6 Bombings Kill at Least 46 Iraqis in Shiite Area of Baghdad

BAGHDAD, Iraq, March 12 — Six car bombs exploded at dusk today in four crowded markets in a Shiite area of eastern Baghdad, killing at least 46 people and injuring more than 200 others, an Interior Ministry official said, spurring Shiite militiamen to take to the streets.

The explosions, the deadliest single assault in Baghdad in weeks, threatened to unleash a wave of sectarian violence similar to the one that followed the bombing of a revered Shiite shrine last month.

The powerful blasts set vehicles aflame in the Sadr City neighborhood and scattered body parts across city blocks. In the gathering darkness, with ambulances wailing through the streets, black-clad militiamen from the Mahdi Army, which is loyal to the militant Shiite cleric Moktada al-Sadr, raced among the debris and set up checkpoints. Firemen aimed their hoses at charred metal hulks, the arcs of water shooting past dazed people stumbling from the wreckage of market stalls.

"I heard a loud boom; I was inside a bathhouse at the time," said Jafar Thamer Nahee, 25, a metal worker. "I saw tens of people being taken away by ambulances. The police and Mahdi Army surrounded the area. There were Mahdi Army checkpoints all around, and they were carrying weapons."

The scene evoked the aftermath of the Askariya Shrine bombing in the northern city of Samarra on Feb. 22, when the Mahdi Army streamed out of Sadr City and led mobs in attacking Sunni mosques across eastern Baghdad, leaving hundreds dead and pushing Iraq to the edge of a full-scale civil war.

The Iraqi Islamic Party, a conservative Sunni Arab group, quickly released a statement condemning the latest bombings, apparently sensing the potential for deadly anti-Sunni reprisals and, quite possibly, another slide toward civil war.

"Every time the political groups try to start negotiations to reach common opinions among them, we are surprised by a bloody incident aimed at destroying the political process and inflicting more damage among our people," the party said.

The Sadr City bombings took place at about 6 p.m. local time, just after the leaders of all of Iraq's main political blocs met for the first time to discuss forming a government.

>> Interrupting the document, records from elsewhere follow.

//! `anchor pull`

use anyhow::{Context, Result};
use clap::Parser;

use crate::client::remote::RemoteClient;
use crate::client::workspace::Workspace;
use crate::engine::build_tree;

#[derive(Debug, Parser)]
pub struct Args {
    #[clap(default_value = "origin")]
    remote: String,
}

pub fn run(ws: &Workspace, args: Args) -> Result<()> {
    let url = ws
        .remote_url(&args.remote)?
        .with_context(|| format!("no URL configured for remote {}", args.remote))?;
    let repo = ws.remote_repo(&args.remote)?;
    let client = RemoteClient::new(url)?;

    let zip_path = ws.root.join(".anchor-pull.zip");
    client.archive(&repo, None, &zip_path)?;
    let file = std::fs::File::open(&zip_path)?;
    let mut archive = zip::ZipArchive::new(file)?;
    archive.extract(ws.root.as_std_path())?;
    std::fs::remove_file(&zip_path)?;

    let working_tree = build_tree(&ws.store, &ws.root)?;
    let mut index = crate::client::index::Index::new();
    for (path, entry) in working_tree.entries {
        index.insert(path, entry.id);
    }
    ws.save_index(&index)?;

    println!("Pulled {repo} into {}", ws.root);
    Ok(())
}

The leaders had been mired in rancorous sniping over nominations for the office of prime minister, and had not met since Feb. 25, when they had met to address sectarian tensions. At the urging of the American ambassador, the leaders convened in the fortified Green Zone this afternoon, and promptly decided to move up the date of the first session of Parliament to March 16 from March 19.

The ambassador, Zalmay Khalilzad, appeared with the Iraqi politicians in an outdoor news conference afterward and gave an unusually frank assessment of the state of the country.

"I think the situation is such that there's a degree of vacuum in authority," he said. "The need on an urgent basis to form a government of national unity is there."

Early this afternoon, the trial of Saddam Hussein resumed, entering a new phase as the court heard testimony from defendants for the first time. Three of Mr. Hussein's co-defendants, all lower-level former Baath Party officials, denied any role in the torture and killing of 148 men and boys from the Shiite village of Dujail in the 1980's.

At the high-level political meeting, which took place in the headquarters of the Kurdistan Democratic Party, leaders representing the main Shiite bloc, the Kurds, the Sunni Arabs and a secular bloc agreed to tackle later the major issues confronting them: the conflict over the post of prime minister and the definition of a national unity government.

As the politicians met inside a compound, Kurdish militiamen in camouflage fatigues and Shiite militiamen in navy-blue suits hung around on the front lawn beneath palm trees, along with a group of foreign and Iraqi journalists called together at the last minute by the American embassy, in an apparent attempt to exert more pressure on the politicians.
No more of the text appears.